Contribution externe
Illustration : Vincent Dubois
Illustration : Vincent Dubois

Une carte blanche signée par un collectif de personnalités, membres du comité de soutien aux habitants du Palais des Droits (voir la liste des signataires ci-dessous)

Le 21 octobre 2022, le lieu d’accueil de la rue des Palais à Schaerbeek est investi par une poignée de personnes exilées ayant toutes introduit une demande de protection internationale et dormant le long du canal depuis des mois.

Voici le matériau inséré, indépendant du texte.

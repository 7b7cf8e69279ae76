//! Sandbox configuration: profiles, resource envelopes and daemon settings.

use std::collections::{BTreeMap, HashMap};
use std::path::Path;
use std::str::FromStr;
use std::sync::Arc;
use std::time::Duration;

use serde::{Deserialize, Deserializer, Serialize};

use crate::error::{Result, SandboxError};
use crate::retry::RetryPolicy;

/// User that needs no account setup in generated images.
pub const ROOT_USER: &str = "root";

/// Default memory limit when a profile declares none.
pub const DEFAULT_MEMORY_MB: u64 = 64;
/// Default CFS scheduler period in microseconds.
pub const DEFAULT_CPU_PERIOD: i64 = 100_000;
/// Default CFS quota in microseconds per period (one full CPU).
pub const DEFAULT_CPU_QUOTA: i64 = 100_000;
/// Default maximum number of processes inside a container.
pub const DEFAULT_PIDS_LIMIT: i64 = 100;
/// Wall-clock allowance per second of CPU time when only CPU time is declared.
pub const CPU_TO_REAL_TIME_FACTOR: u64 = 5;

const DEFAULT_DAEMON_URL: &str = "unix:///var/run/docker.sock";

/// Resource envelope declared by a profile.
///
/// Every field is optional; [`ResourceLimits::resolve`] fills the gaps with
/// the documented defaults so a container never runs without limits.
#[derive(Debug, Clone, Default, PartialEq, Eq, Serialize, Deserialize)]
#[serde(default)]
pub struct ResourceLimits {
    /// Memory limit in MiB. Swap is capped to the same value.
    pub memory_mb: Option<u64>,
    /// CFS period in microseconds.
    pub cpu_period: Option<i64>,
    /// CFS quota in microseconds per period.
    pub cpu_quota: Option<i64>,
    /// Maximum number of processes.
    pub pids_limit: Option<i64>,
    /// `RLIMIT_CPU` in seconds.
    pub cpu_time_secs: Option<u64>,
    /// `RLIMIT_FSIZE` in bytes.
    pub file_size_bytes: Option<u64>,
    /// Default wall-clock limit for commands run under this profile.
    pub wall_clock_secs: Option<u64>,
}

/// Limits after merging with defaults; what actually gets applied.
#[derive(Debug, Clone, PartialEq, Eq)]
pub struct EffectiveLimits {
    pub memory_bytes: i64,
    pub memory_swap_bytes: i64,
    pub cpu_period: i64,
    pub cpu_quota: i64,
    pub pids_limit: i64,
    pub cpu_time_secs: Option<u64>,
    pub file_size_bytes: Option<u64>,
    pub wall_clock: Option<Duration>,
}

impl ResourceLimits {
    /// Merge declared values with defaults.
    pub fn resolve(&self) -> EffectiveLimits {
        let memory_mb = self.memory_mb.unwrap_or(DEFAULT_MEMORY_MB);
        let memory_bytes = i64::try_from(memory_mb.saturating_mul(1024 * 1024)).unwrap_or(i64::MAX);

        let wall_clock = self
            .wall_clock_secs
            .or_else(|| {
                self.cpu_time_secs
                    .map(|cpu| cpu.saturating_mul(CPU_TO_REAL_TIME_FACTOR))
            })
            .map(Duration::from_secs);

        EffectiveLimits {
            memory_bytes,
            memory_swap_bytes: memory_bytes,
            cpu_period: self.cpu_period.unwrap_or(DEFAULT_CPU_PERIOD),
            cpu_quota: self.cpu_quota.unwrap_or(DEFAULT_CPU_QUOTA),
            pids_limit: self.pids_limit.unwrap_or(DEFAULT_PIDS_LIMIT),
            cpu_time_secs: self.cpu_time_secs,
            file_size_bytes: self.file_size_bytes,
            wall_clock,
        }
    }
}

/// An image template plus the resource envelope of containers built from it.
#[derive(Debug, Clone, PartialEq, Eq, Serialize, Deserialize)]
pub struct Profile {
    pub name: String,
    /// Tag of the image built for this profile.
    pub image: String,
    pub base_image: String,
    #[serde(default)]
    pub system_packages: Vec<String>,
    #[serde(default)]
    pub python_packages: Vec<String>,
    #[serde(default = "default_user")]
    pub user: String,
    #[serde(default)]
    pub read_only: bool,
    #[serde(default = "default_network_disabled")]
    pub network_disabled: bool,
    #[serde(default)]
    pub limits: ResourceLimits,
    #[serde(default)]
    pub environment: BTreeMap<String, String>,
}

fn default_user() -> String {
    ROOT_USER.to_string()
}

fn default_network_disabled() -> bool {
    true
}

impl Profile {
    /// Create a profile running as root with networking disabled and default limits.
    pub fn new(
        name: impl Into<String>,
        image: impl Into<String>,
        base_image: impl Into<String>,
    ) -> Self {
        Self {
            name: name.into(),
            image: image.into(),
            base_image: base_image.into(),
            system_packages: Vec::new(),
            python_packages: Vec::new(),
            user: default_user(),
            read_only: false,
            network_disabled: default_network_disabled(),
            limits: ResourceLimits::default(),
            environment: BTreeMap::new(),
        }
    }

    pub fn with_system_packages<I, S>(mut self, packages: I) -> Self
    where
        I: IntoIterator<Item = S>,
        S: Into<String>,
    {
        self.system_packages = packages.into_iter().map(Into::into).collect();
        self
    }

    pub fn with_python_packages<I, S>(mut self, packages: I) -> Self
    where
        I: IntoIterator<Item = S>,
        S: Into<String>,
    {
        self.python_packages = packages.into_iter().map(Into::into).collect();
        self
    }

    pub fn with_user(mut self, user: impl Into<String>) -> Self {
        self.user = user.into();
        self
    }

    pub fn with_read_only(mut self, read_only: bool) -> Self {
        self.read_only = read_only;
        self
    }

    pub fn with_network_disabled(mut self, disabled: bool) -> Self {
        self.network_disabled = disabled;
        self
    }

    pub fn with_limits(mut self, limits: ResourceLimits) -> Self {
        self.limits = limits;
        self
    }

    pub fn with_env(mut self, key: impl Into<String>, value: impl Into<String>) -> Self {
        self.environment.insert(key.into(), value.into());
        self
    }

    /// Whether containers for this profile run as an unprivileged user.
    pub fn is_non_root(&self) -> bool {
        self.user != ROOT_USER
    }
}

/// Global registry of profiles plus daemon connection settings.
///
/// Deserializes from the same keys as the struct fields. Durations are given
/// in seconds and `profiles` is a list in the profiles-file format.
#[derive(Debug, Clone, Deserialize)]
#[serde(default)]
pub struct SandboxConfig {
    /// Daemon endpoint, e.g. `unix:///var/run/docker.sock` or `tcp://host:2375`.
    pub daemon_url: String,
    /// Per-request timeout for control-API calls.
    #[serde(with = "duration_secs")]
    pub daemon_timeout: Duration,
    /// Wall-clock limit for commands when neither caller nor profile sets one.
    #[serde(with = "duration_secs")]
    pub default_timeout: Duration,
    /// Working directory inside every sandbox container.
    pub workdir: String,
    /// Prefix of generated container names.
    pub name_prefix: String,
    /// How long an idle sandbox container stays alive.
    #[serde(with = "duration_secs")]
    pub session_ttl: Duration,
    pub retry: RetryPolicy,
    #[serde(deserialize_with = "profile_list")]
    profiles: HashMap<String, Arc<Profile>>,
}

impl Default for SandboxConfig {
    fn default() -> Self {
        Self {
            daemon_url: DEFAULT_DAEMON_URL.to_string(),
            daemon_timeout: Duration::from_secs(30),
            default_timeout: Duration::from_secs(10),
            workdir: "/sandbox".to_string(),
            name_prefix: "agentic-sandbox-".to_string(),
            session_ttl: Duration::from_secs(3600),
            retry: RetryPolicy::default(),
            profiles: HashMap::new(),
        }
    }
}

impl SandboxConfig {
    /// Build a configuration from the environment, loading `.env` first.
    pub fn from_env() -> Result<Self> {
        let _ = dotenvy::dotenv();
        Self::from_lookup(|key| std::env::var(key).ok())
    }

    /// Build a configuration from an arbitrary variable lookup.
    pub fn from_lookup<F>(lookup: F) -> Result<Self>
    where
        F: Fn(&str) -> Option<String>,
    {
        let defaults = Self::default();

        let daemon_url = lookup("SANDBOX_DAEMON_URL")
            .or_else(|| lookup("DOCKER_HOST"))
            .unwrap_or(defaults.daemon_url);

        let mut config = Self {
            daemon_url,
            daemon_timeout: secs_var(
                &lookup,
                "SANDBOX_DAEMON_TIMEOUT_SECS",
                defaults.daemon_timeout,
            )?,
            default_timeout: secs_var(
                &lookup,
                "SANDBOX_EXEC_TIMEOUT_SECS",
                defaults.default_timeout,
            )?,
            workdir: lookup("SANDBOX_WORKDIR").unwrap_or(defaults.workdir),
            name_prefix: lookup("SANDBOX_NAME_PREFIX").unwrap_or(defaults.name_prefix),
            session_ttl: secs_var(&lookup, "SANDBOX_SESSION_TTL_SECS", defaults.session_ttl)?,
            retry: defaults.retry,
            profiles: HashMap::new(),
        };

        if !config.workdir.starts_with('/') {
            return Err(SandboxError::config(
                "SANDBOX_WORKDIR",
                format!("'{}' must be an absolute path", config.workdir),
            ));
        }

        if let Some(path) = lookup("SANDBOX_PROFILES_FILE") {
            config.load_profiles_file(Path::new(&path))?;
        }

        Ok(config)
    }

    /// Register every profile listed in a YAML file.
    pub fn load_profiles_file(&mut self, path: &Path) -> Result<usize> {
        let content = std::fs::read_to_string(path)?;
        let profiles: Vec<Profile> = serde_yaml::from_str(&content).map_err(|e| {
            SandboxError::config(path.display().to_string(), e.to_string())
        })?;
        let count = profiles.len();
        for profile in profiles {
            self.add_profile(profile);
        }
        tracing::debug!(path = %path.display(), count, "Loaded sandbox profiles");
        Ok(count)
    }

    /// Register a profile, replacing any profile with the same name.
    pub fn add_profile(&mut self, profile: Profile) {
        self.profiles.insert(profile.name.clone(), Arc::new(profile));
    }

    /// Look up a profile by name.
    pub fn get_profile(&self, name: &str) -> Result<Arc<Profile>> {
        self.profiles
            .get(name)
            .cloned()
            .ok_or_else(|| SandboxError::ProfileNotFound(name.to_string()))
    }

    /// Registered profile names, sorted.
    pub fn profile_names(&self) -> Vec<&str> {
        let mut names: Vec<&str> = self.profiles.keys().map(String::as_str).collect();
        names.sort_unstable();
        names
    }
}

fn secs_var<F>(lookup: &F, key: &str, default: Duration) -> Result<Duration>
where
    F: Fn(&str) -> Option<String>,
{
    match lookup(key) {
        None => Ok(default),
        Some(raw) => u64::from_str(raw.trim())
            .map(Duration::from_secs)
            .map_err(|e| SandboxError::config(key, format!("'{}': {}", raw, e))),
    }
}

fn profile_list<'de, D>(
    deserializer: D,
) -> std::result::Result<HashMap<String, Arc<Profile>>, D::Error>
where
    D: Deserializer<'de>,
{
    let profiles = Vec::<Profile>::deserialize(deserializer)?;
    Ok(profiles
        .into_iter()
        .map(|p| (p.name.clone(), Arc::new(p)))
        .collect())
}

/// Serde adapter for a [`Duration`] written as (possibly fractional) seconds.
pub(crate) mod duration_secs {
    use std::time::Duration;

    use serde::de::Error as _;
    use serde::{Deserialize, Deserializer, Serializer};

    pub fn serialize<S: Serializer>(value: &Duration, serializer: S) -> Result<S::Ok, S::Error> {
        serializer.serialize_f64(value.as_secs_f64())
    }

    pub fn deserialize<'de, D: Deserializer<'de>>(deserializer: D) -> Result<Duration, D::Error> {
        let secs = f64::deserialize(deserializer)?;
        Duration::try_from_secs_f64(secs).map_err(D::Error::custom)
    }
}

Celles-ci attendent une réponse structurelle et durable qui relève pourtant de la responsabilité et du devoir du gouvernement fédéral mais qui tarde à venir. Ce dernier, alerté pendant de longs mois par la société civile et les ONG, est conscient de la gravité des conséquences d’une telle situation et des conditions déplorables dans lesquelles ces personnes sont forcées à vivre pendant plus d’une année : dégradation de l’état de santé mentale ; augmentation des cas de maladies en lien direct avec le contexte sanitaire ; épidémies pouvant être contenues par des conditions de vie normales et dignes ; obstacles administratifs.

C’est dans ce contexte d’indifférence étatique au silence indécent et assourdissant qu’est né le Palais des Droits.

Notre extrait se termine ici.